Your child’s pediatrician can help you determine when it is appropriate to begin to working on toileting. It is important to make sure there are no issues with their urinary tract and/or kidneys since this can impact the child’s ability to be successful through the process of learning to use the toilet.

As with other areas of development, bring your patience before embarking on this journey. This can be a very emotional time for everyone. It may be helpful to approach toileting as a process  where you open yourself to learning more about your child in the most non-judgmental manner possible.

The shifts in muscle tone that come with cerebral palsy make it tough for these children to always know and feel what is happening with their urinary tracts and intestines. What may appear to be laziness or a lack of motivation, may just be another cerebral palsy related challenge.

Insight from a Nurse Practitioner

Nurse Practitioner Susan Demetrides works in a CP clinic offering comprehensive care the pediatric cerebral palsy population. Part of her job involves helping families to assess readiness for potty training. Below Ms. Demetrides shares some of her insight in this area.

Please consult with your child’s doctors and medical professionals for your unique and individual situation. The following information is for educational purposes only and is not being presented as medical advice.

First, I assess every child individually. Toilet training is more complex than most people think. As you probably know, the child needs to be emotionally and physically ready.

If a child is acting like a 2 year old they likely aren’t ready. Many children with physical disabilities impacting the nervous system are not ready until after 5 Years. Most children should be at a cognitive level of 3 years (with or without CP before toilet training should seriously be considered). There are some children who are ready before then, but unless it is the child really initiating, not the parent, then earlier toilet training often fails.

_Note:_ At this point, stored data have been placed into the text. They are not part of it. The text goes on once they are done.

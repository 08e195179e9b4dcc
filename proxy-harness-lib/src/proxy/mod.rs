pub mod control;
pub mod endpoint;
pub mod forwarding;
pub mod http_result;
pub mod recorder;

pub use control::{ControlOp, RetrieveType, StatusReport, CONTROL_PREFIX};
pub use endpoint::ProxyEndpoint;
pub use forwarding::DefaultUpstream;
pub use http_result::HttpError;
pub use recorder::{RecordedExpectation, RecordedRequest, RecordedResponse, RequestLog};
use std::sync::{Arc, OnceLock, PoisonError, RwLock};

use super::KeystoreFormat;

/// Shared setting naming the keystore format currently in effect.
///
/// Anything that later asks "which format should I use" reads it from here, so a
/// session overriding it must take a [`FormatSnapshot`] first and restore it on
/// teardown. Clones share the same value. Nothing serialises writers: two
/// sessions started concurrently against the same settings race.
#[derive(Debug, Clone)]
pub struct KeystoreSettings {
    format: Arc<RwLock<KeystoreFormat>>,
}

/// Value of [`KeystoreSettings`] captured before an override
#[derive(Debug, Clone, Copy, PartialEq, Eq)]
pub struct FormatSnapshot(KeystoreFormat);

impl FormatSnapshot {
    pub fn format(&self) -> KeystoreFormat {
        self.0
    }
}

impl KeystoreSettings {
    pub fn new(format: KeystoreFormat) -> Self {
        Self { format: Arc::new(RwLock::new(format)) }
    }

    /// The process-wide settings
    pub fn global() -> &'static KeystoreSettings {
        static GLOBAL: OnceLock<KeystoreSettings> = OnceLock::new();
        GLOBAL.get_or_init(|| KeystoreSettings::new(KeystoreFormat::default()))
    }

    pub fn format(&self) -> KeystoreFormat {
        *self.format.read().unwrap_or_else(PoisonError::into_inner)
    }

    /// Replaces the active format, returning the previous one
    pub fn set_format(&self, format: KeystoreFormat) -> KeystoreFormat {
        let mut guard = self.format.write().unwrap_or_else(PoisonError::into_inner);
        std::mem::replace(&mut *guard, format)
    }

    pub fn snapshot(&self) -> FormatSnapshot {
        FormatSnapshot(self.format())
    }

    pub fn restore(&self, snapshot: FormatSnapshot) {
        self.set_format(snapshot.0);
    }
}

impl Default for KeystoreSettings {
    fn default() -> Self {
        Self::new(KeystoreFormat::default())
    }
}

From a physical perspective, the child needs good trunk support and foot support to even feel comfortable sitting on a toilet. If positioning is not adequately addressed, the child will be very uncomfortable. Therapists can be very helpful with input regarding positioning.

The most important thing that I have found, has been managing constipation. A child who has consistently soft stools will have an easier time developing bowel control. Many parents stop using something like Miralax when they see loose stools too early. What they are most likely seeing is overflow constipation. When the stool softener is stopped, the cycle starts again. It is very important that stool says soft, as if a child develops hard stool, they may associate pain with having a bowel movement. This can result in stool withholding. I use a picture guide for parents to show me their child’s stool consistency and I would say at least 80 % of the time there is frank constipation. The rest of the time there is variability. I generally stay away from fiber supplements in young children unless they take adequate fluids. Taking fiber supplements without fluid can lead to constipation. Fruit-eze is a natural fiber (fruit) that some children will accept.

I believe that the concept of neurogenic bladder is underestimated in children with cerebral palsy. If you have been working with your child on bladder training for 6 months and they are still having trouble initiating, I usually have parent do bladder tracking sheets and get a renal/bladder ultrasound pre and post void. This will tell me that the anatomy is fine, there is no hydronephrosis or swelling of the kidneys, and she is able to empty her bladder. If the child has urinary tract infections, further testing like VCUG and urodynamic studies might be considered.

If your pediatrician thinks that your child has voiding dysfunction, biofeedback (with games) can be helpful in learning coordination. Children usually need to be at developmental level of 6 or 7 yrs to be accepted in a biofeedback program. You could check with a local pediatric urologist to see if this is available in your area.

But again make sure constipation is addressed as it will negatively impact bladder functioning.

Re meds: Medication can effect bladder functioning. I would check with your pharmacist or doctor about your child’s medications and side effects.

It is normal to have accidents at first. The most important thing is to get the child comfortable with using the toilet and not giving negative attention to accidents. Some kids do ok with a pad in their underwear if they have a little leaking. Because toilet training can take a few months start when the home environment is calm and there are no new changes coming up.